Furious LongingI’ve been a longtime fan of Brennan Manning. From reading his books to hearing him live, he’s one of the most profound one-hit-wonders I’ve ever encountered. His message is the same in all he writes and speaks, told in many different ways. His latest book, The Furious Longing of God, is another concoction of re-told necessities. If you’ve never read Manning before, this book is any easy way to begin. The following are a few of my highlights:

I believe that Christianity happens when men and women experience the reckless, raging confidence that comes from knowing the God of Jesus Christ.”

Theology is “faith seeking understanding” and spirituality is “the faith-experience of what we understand intellectually.”

“The men and women who are truly filled with light are those who have gazed deeply into the darkness of their own imperfect existence.”

“The furious love of God knows no shadow of alteration or change. It is reliable. And always tender.”

“Love by its nature seeks union.”

Referencing Luke 11:2-4, “Jesus is saying that we may address the infinite, transcendent, almighty God with the intimacy, familiarity, and unshaken trust that a sixteen-month-old baby has sitting on his father’s lap—da, da, daddy.”

“How is it then that we’ve come to imagine that Christianity consists primarily in what we do for God?”

“Our religion never begins with what we do for God. It always starts with what God has done for us, the great and wondrous things that God dreamed of and achieved for us in Christ Jesus.”

“I’ve decided that if I had my life to live over again… I would devote not one more minute to monitoring my spiritual growth. No, not one.” “What would I actually do if I had it to do all over again? Heeding John’s counsel, I would simply do the next thing in love.”

The ordinary pablum of popular religion caters to the idealistic, perfectionistic, and neurotic self who fixates on graceless getting worthy for union, while allowing the prostitutes and tax gougers to dance into the kingdom. Our strategies of self-deception persuade us that abiding restful union with Jesus is too costly, leaving no room for money, ambition, success, fame, sex, power, control, and pride of place or the fatal trap of self-rejection, thus prohibiting mediocre, disaffected dingbats and dirtballs, like myself, from intimacy with Jesus.

“The idolatry of ideas has left me puffed up, narrow-minded, and intolerant of any idea that does not coincide with mine.”

“What is the sign, par excellence, of authentic discipleship? The night before Jesus died, he left no doubt in anybody’s mind. ‘A new commandment I give to you, that you love one another, even as I have loved you… By this all men will know’ (John 13:34-35 NASB).”

“You have the power to give someone the courage to be, simply by the touch of your affirmation.”

By extinguishing the spirit that burns in the gospel, we scarcely feel the glow anymore.”

“To prefer contempt to honor, ridicule to praise, humiliation to glory—these are some of the classic formulas of Christian greatness.”
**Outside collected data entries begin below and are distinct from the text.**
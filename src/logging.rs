//! Logging System
//!
//! Structured logging using the `tracing` crate. The composition pipeline emits
//! `debug!`/`trace!` events for every prepare, build and embedding step; this module
//! installs the subscriber that renders them.

use crate::error::ConfigError;
use serde::{Deserialize, Serialize};
use std::collections::HashMap;
use std::path::PathBuf;
use std::sync::Mutex;
use tracing_subscriber::fmt::time::ChronoUtc;
use tracing_subscriber::fmt::writer::BoxMakeWriter;
use tracing_subscriber::{fmt, layer::SubscriberExt, util::SubscriberInitExt, EnvFilter, Registry};

/// Logging configuration
#[derive(Debug, Clone, PartialEq, Eq, Serialize, Deserialize)]
pub struct LoggingConfig {
    /// Log level: trace, debug, info, warn, error, off
    #[serde(default = "default_log_level")]
    pub level: String,

    /// Output format: json, text
    #[serde(default = "default_format")]
    pub format: String,

    /// Output destination: stdout, stderr, file
    #[serde(default = "default_output")]
    pub output: String,

    /// Log file path when output is "file"
    #[serde(default)]
    pub file: Option<PathBuf>,

    /// Colored output (text format on a terminal only)
    #[serde(default = "default_true")]
    pub color: bool,

    /// Module-specific log levels, e.g. `trellis::postponed = "trace"`
    #[serde(default)]
    pub modules: HashMap<String, String>,
}

fn default_log_level() -> String {
    "info".to_string()
}

fn default_format() -> String {
    "text".to_string()
}

fn default_output() -> String {
    "stderr".to_string()
}

fn default_true() -> bool {
    true
}

impl Default for LoggingConfig {
    fn default() -> Self {
        Self {
            level: default_log_level(),
            format: default_format(),
            output: default_output(),
            file: None,
            color: default_true(),
            modules: HashMap::new(),
        }
    }
}

impl LoggingConfig {
    /// Validate level, format and output values
    pub fn validate(&self) -> Result<(), String> {
        const LEVELS: [&str; 6] = ["trace", "debug", "info", "warn", "error", "off"];
        if !LEVELS.contains(&self.level.as_str()) {
            return Err(format!("Invalid log level: {}", self.level));
        }
        parse_format(&self.format)?;
        parse_output(&self.output)?;
        Ok(())
    }
}

/// Default log file: `<data dir>/trellis/trellis.log`
pub fn default_log_file() -> PathBuf {
    directories::ProjectDirs::from("", "", "trellis")
        .map(|dirs| dirs.data_local_dir().join("trellis.log"))
        .unwrap_or_else(|| PathBuf::from("trellis.log"))
}

#[derive(Debug, Clone, Copy, PartialEq, Eq)]
enum LogFormat {
    Text,
    Json,
}

#[derive(Debug, Clone, Copy, PartialEq, Eq)]
enum LogOutput {
    Stdout,
    Stderr,
    File,
}

/// Initialize the global subscriber
///
/// Priority order (highest to lowest):
/// 1. Environment variables (TRELLIS_LOG, TRELLIS_LOG_FORMAT, TRELLIS_LOG_OUTPUT)
/// 2. Configuration
/// 3. Defaults
///
/// Fails if a global subscriber is already installed.
pub fn init_logging(config: Option<&LoggingConfig>) -> Result<(), ConfigError> {
    let filter = build_env_filter(config)?;
    let format = determine_format(config)?;
    let output = determine_output(config)?;
    let use_color = config.map(|c| c.color).unwrap_or(true) && output != LogOutput::File;

    let writer = match output {
        LogOutput::Stdout => BoxMakeWriter::new(std::io::stdout),
        LogOutput::Stderr => BoxMakeWriter::new(std::io::stderr),
        LogOutput::File => {
            let log_file = config
                .and_then(|c| c.file.clone())
                .unwrap_or_else(default_log_file);
            if let Some(parent) = log_file.parent() {
                std::fs::create_dir_all(parent).map_err(|e| {
                    ConfigError::Logging(format!("Failed to create log directory: {}", e))
                })?;
            }
            let file = std::fs::OpenOptions::new()
                .create(true)
                .append(true)
                .open(&log_file)
                .map_err(|e| {
                    ConfigError::Logging(format!("Failed to open log file {:?}: {}", log_file, e))
                })?;
            BoxMakeWriter::new(Mutex::new(file))
        }
    };

    let base_subscriber = Registry::default().with(filter);
    let result = match format {
        LogFormat::Json => base_subscriber
            .with(
                fmt::layer()
                    .json()
                    .with_target(true)
                    .with_timer(ChronoUtc::rfc_3339())
                    .with_writer(writer),
            )
            .try_init(),
        LogFormat::Text => base_subscriber
            .with(
                fmt::layer()
                    .with_target(true)
                    .with_timer(ChronoUtc::rfc_3339())
                    .with_ansi(use_color)
                    .with_writer(writer),
            )
            .try_init(),
    };

    result.map_err(|e| ConfigError::Logging(e.to_string()))
}

/// Build the filter from TRELLIS_LOG or the configured level and module overrides
fn build_env_filter(config: Option<&LoggingConfig>) -> Result<EnvFilter, ConfigError> {
    if let Ok(filter) = EnvFilter::try_from_env("TRELLIS_LOG") {
        return Ok(filter);
    }

    let level = config.map(|c| c.level.as_str()).unwrap_or("info");
    if level == "off" {
        return Ok(EnvFilter::new("off"));
    }

    let mut filter = EnvFilter::new(level);
    if let Some(config) = config {
        for (module, module_level) in &config.modules {
            let directive = format!("{}={}", module, module_level);
            filter = filter.add_directive(
                directive
                    .parse()
                    .map_err(|e| ConfigError::Logging(format!("Invalid log directive: {}", e)))?,
            );
        }
    }

    Ok(filter)
}

fn determine_format(config: Option<&LoggingConfig>) -> Result<LogFormat, ConfigError> {
    if let Ok(format) = std::env::var("TRELLIS_LOG_FORMAT") {
        if let Ok(format) = parse_format(&format) {
            return Ok(format);
        }
    }
    let format = config.map(|c| c.format.as_str()).unwrap_or("text");
    parse_format(format).map_err(ConfigError::Logging)
}

fn determine_output(config: Option<&LoggingConfig>) -> Result<LogOutput, ConfigError> {
    if let Ok(output) = std::env::var("TRELLIS_LOG_OUTPUT") {
        return parse_output(&output).map_err(ConfigError::Logging);
    }
    let output = config.map(|c| c.output.as_str()).unwrap_or("stderr");
    parse_output(output).map_err(ConfigError::Logging)
}

fn parse_format(format: &str) -> Result<LogFormat, String> {
    match format {
        "text" => Ok(LogFormat::Text),
        "json" => Ok(LogFormat::Json),
        _ => Err(format!(
            "Invalid log format: {} (must be 'json' or 'text')",
            format
        )),
    }
}

fn parse_output(output: &str) -> Result<LogOutput, String> {
    match output {
        "stdout" => Ok(LogOutput::Stdout),
        "stderr" => Ok(LogOutput::Stderr),
        "file" => Ok(LogOutput::File),
        _ => Err(format!(
            "Invalid log output: {} (must be 'stdout', 'stderr', or 'file')",
            output
        )),
    }
}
The gospel is absurd and the life of Jesus is meaningless unless we believe that He lived, died, and rose again with but one purpose in mind: to make brand new creations. Not to make people with better morals, but to create a community of prophets and professional lovers, men and women who would surrender to the mystery of the fire of the Spirit that burns within, who would live in ever greater fidelity to the omnipresent Word of God, who would enter into the center of it all…

Thanks, Brennan, for the reminders, the reprimands and the relentless way you pursue the heart of God.